Francis M. Kinnelly ’57 died on January 24, 2012, in Plattsburgh, New York.

He was born in Brooklyn, N.Y., on October 11, 1935, and prepared for college at Fryeburg Academy. He was a James Bowdoin Scholar and member of Alpha Rho Upsilon fraternity. He graduated cum laude with history department honors, a member of Phi Beta Kappa. He later studied at the Woodrow Wilson School of Public Affairs at Princeton University, the Massachusetts Institute of Technology, and Johns Hopkins University, where he earned a master’s degree in international relations in 1959. He also studied for a year at the Bologna Center of the School for Advanced International Studies. He joined the U.S. Foreign Service in 1962 after a two-year stint in the Army, where he served to specialist fourth class. He served the Foreign Service in Italy, the Netherlands, the Philippines, and Germany, specializing in economic affairs, and then became the science attaché at the embassy in Madrid.

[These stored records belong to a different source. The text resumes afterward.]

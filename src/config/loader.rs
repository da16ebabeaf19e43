//! Configuration loading from disk.

use std::fs;
use std::path::Path;

use thiserror::Error;

use crate::config::schema::PatternsConfig;
use crate::config::validation::{validate_config, ValidationError};

/// Error type for configuration loading.
#[derive(Debug, Error)]
pub enum ConfigError {
    #[error("cannot read config file: {0}")]
    Io(#[from] std::io::Error),

    #[error("malformed config file: {0}")]
    Parse(#[from] toml::de::Error),

    #[error("invalid config: {}", list(.0))]
    Validation(Vec<ValidationError>),
}

fn list(errors: &[ValidationError]) -> String {
    errors
        .iter()
        .map(ToString::to_string)
        .collect::<Vec<_>>()
        .join(", ")
}

/// Parse and validate configuration text.
pub fn parse_config(content: &str) -> Result<PatternsConfig, ConfigError> {
    let config: PatternsConfig = toml::from_str(content)?;
    validate_config(&config).map_err(ConfigError::Validation)?;
    Ok(config)
}

/// Load and validate configuration from a TOML file.
pub fn load_config(path: &Path) -> Result<PatternsConfig, ConfigError> {
    let content = fs::read_to_string(path)?;
    parse_config(&content)
}
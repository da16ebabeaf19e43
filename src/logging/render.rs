//! Line rendering and recording.
//!
//! Every logger shape funnels through [`record_to`], which is what keeps the
//! shared instance and the stateless routine byte-identical.

use std::io::Write;

use colored::Colorize;

use crate::logging::{LogError, LogLevel};

/// ANSI sequence restoring default console attributes.
pub const RESET: &str = "\x1b[0m";

/// Render `message` as a single `"{Label}: {message}"` line.
///
/// Comment resets any styling left on the console, Warning is yellow and
/// Error is red. Styled lines carry their own reset sequence. With
/// colorization disabled the result is the plain line.
pub fn render(level: LogLevel, message: &str) -> String {
    let line = format!("{}: {}", level.label(), message);
    match level {
        LogLevel::Comment if colored::control::SHOULD_COLORIZE.should_colorize() => {
            format!("{}{}", RESET, line)
        }
        LogLevel::Comment => line,
        LogLevel::Warning => line.as_str().yellow().to_string(),
        LogLevel::Error => line.as_str().red().to_string(),
    }
}

/// Write one rendered entry to `out`.
///
/// The line is written and flushed before a fatal entry is reported, so the
/// caller can terminate without losing it. A fatal entry is reported even
/// when the console rejected the write.
pub fn record_to<W: Write + ?Sized>(
    out: &mut W,
    level: LogLevel,
    message: &str,
) -> Result<(), LogError> {
    let written = writeln!(out, "{}", render(level, message)).and_then(|()| out.flush());

    if level.is_fatal() {
        if let Err(e) = written {
            tracing::warn!(error = %e, "fatal entry could not be written");
        }
        return Err(LogError::Fatal {
            message: message.to_string(),
        });
    }
    Ok(written?)
}

#[cfg(test)]
mod tests {
    use super::*;

    fn plain() {
        colored::control::set_override(false);
    }

    #[test]
    fn test_render_plain_lines() {
        plain();
        assert_eq!(render(LogLevel::Comment, "hello"), "Comment: hello");
        assert_eq!(render(LogLevel::Warning, "careful"), "Warning: careful");
        assert_eq!(render(LogLevel::Error, "boom"), "Error: boom");
    }

    #[test]
    fn test_record_non_fatal_writes_one_line() {
        plain();
        for level in [LogLevel::Comment, LogLevel::Warning] {
            let mut out = Vec::new();
            record_to(&mut out, level, "This is a message.").unwrap();
            assert_eq!(
                String::from_utf8(out).unwrap(),
                format!("{}: This is a message.\n", level)
            );
        }
    }

    #[test]
    fn test_record_error_writes_then_reports_fatal() {
        plain();
        let mut out = Vec::new();
        let err = record_to(&mut out, LogLevel::Error, "disk on fire").unwrap_err();

        assert!(err.is_fatal());
        assert!(matches!(err, LogError::Fatal { ref message } if message == "disk on fire"));
        assert_eq!(String::from_utf8(out).unwrap(), "Error: disk on fire\n");
    }

    #[test]
    fn test_message_is_kept_verbatim() {
        plain();
        let mut out = Vec::new();
        record_to(&mut out, LogLevel::Comment, "").unwrap();
        record_to(&mut out, LogLevel::Warning, "50% {braces} ünïcode").unwrap();
        assert_eq!(
            String::from_utf8(out).unwrap(),
            "Comment: \nWarning: 50% {braces} ünïcode\n"
        );
    }

    struct Broken;

    impl Write for Broken {
        fn write(&mut self, _buf: &[u8]) -> std::io::Result<usize> {
            Err(std::io::Error::new(std::io::ErrorKind::BrokenPipe, "closed"))
        }

        fn flush(&mut self) -> std::io::Result<()> {
            Ok(())
        }
    }

    #[test]
    fn test_write_failure_is_io_error() {
        plain();
        let err = record_to(&mut Broken, LogLevel::Warning, "lost").unwrap_err();
        assert!(matches!(err, LogError::Io(_)));
        assert!(!err.is_fatal());
    }

    #[test]
    fn test_write_failure_still_fatal_for_error() {
        plain();
        let err = record_to(&mut Broken, LogLevel::Error, "lost").unwrap_err();
        assert!(err.is_fatal());
    }
}
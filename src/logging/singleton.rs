//! Shared, lazily created logger instance.

use std::io::{self, Write};
use std::sync::OnceLock;

use crate::logging::{record_to, settle, LogError, LogLevel};

static INSTANCE: OnceLock<SingletonLogger> = OnceLock::new();

/// Process-wide logger.
///
/// Created on first call to [`SingletonLogger::instance`] and kept for the
/// rest of the process. `OnceLock` guards first access, so concurrent
/// callers still observe exactly one instance.
#[derive(Debug)]
pub struct SingletonLogger {
    _private: (),
}

impl SingletonLogger {
    fn new() -> Self {
        Self { _private: () }
    }

    /// Get the shared instance, creating it on first use.
    pub fn instance() -> &'static SingletonLogger {
        INSTANCE.get_or_init(|| {
            tracing::debug!("shared logger created");
            SingletonLogger::new()
        })
    }

    /// Write an entry to standard output and terminate the process with
    /// status 1 if `level` is `Error`.
    pub fn log(&self, level: LogLevel, message: &str) {
        settle(self.record(level, message));
    }

    /// Write an entry to standard output without ever exiting.
    ///
    /// Returns `LogError::Fatal` for `Error` entries.
    pub fn record(&self, level: LogLevel, message: &str) -> Result<(), LogError> {
        // Hold the lock so the styled line is not interleaved with other writers.
        let mut out = io::stdout().lock();
        self.write_to(&mut out, level, message)
    }

    /// Write an entry to an arbitrary sink.
    pub fn write_to<W: Write + ?Sized>(
        &self,
        out: &mut W,
        level: LogLevel,
        message: &str,
    ) -> Result<(), LogError> {
        record_to(out, level, message)
    }
}
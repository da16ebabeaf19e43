//! Configuration management subsystem.
//!
//! # Data Flow
//! ```text
//! config file (TOML, optional)
//!     → loader.rs (parse & deserialize)
//!     → validation.rs (semantic checks)
//!     → PatternsConfig (validated, immutable)
//!     → CLI flags override individual fields in main
//! ```
//!
//! # Design Decisions
//! - All fields have defaults; running without a file is the normal case
//! - Validation separates syntactic (serde) from semantic checks
//! - Console styling is the only behavior config can change; output text never varies

pub mod loader;
pub mod schema;
pub mod validation;

pub use loader::{load_config, ConfigError};
pub use schema::{ColorMode, ConsoleConfig, DiagnosticsConfig, PatternsConfig};
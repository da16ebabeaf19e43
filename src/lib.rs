//! Design pattern walkthrough: a shared-instance logger, a stateless logger
//! and a simple factory producing polymorphic animals.

pub mod config;
pub mod factory;
pub mod logging;
pub mod observability;
pub mod scenario;

pub use config::PatternsConfig;
pub use factory::{Animal, AnimalFactory, FactoryError};
pub use logging::{LogError, LogLevel, SingletonLogger};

He later directed the Office of Nuclear Technology and Safeguards in Washington, D.C., where he worked on creating safeguards for the plutonium stockpile of the Soviet nuclear arsenal. He retired from the State Department in 1993 after 31 years but remained involved in a number of international issues, organizing forums and conferences and continuing to track down Nazi gold that was stolen from Holocaust victims. In addition to his work with the local Underground Railroad, he worked with the Battle of Plattsburgh Association and had a strong interest in the Peru Free Library. He is survived by his wife of 29 years, Yolanda Maria Groba Kinnelly; five daughters, Siobhan Kinnelly, Lara Jacobs, Yolanda Borner, Ana Afzali, and Cristina Brogue; three sons, Marc Kinnelly, Fernando Perez, and Miguel Perez, and two grandchildren. He was predeceased by a brother, Thomas F. Kinnelly.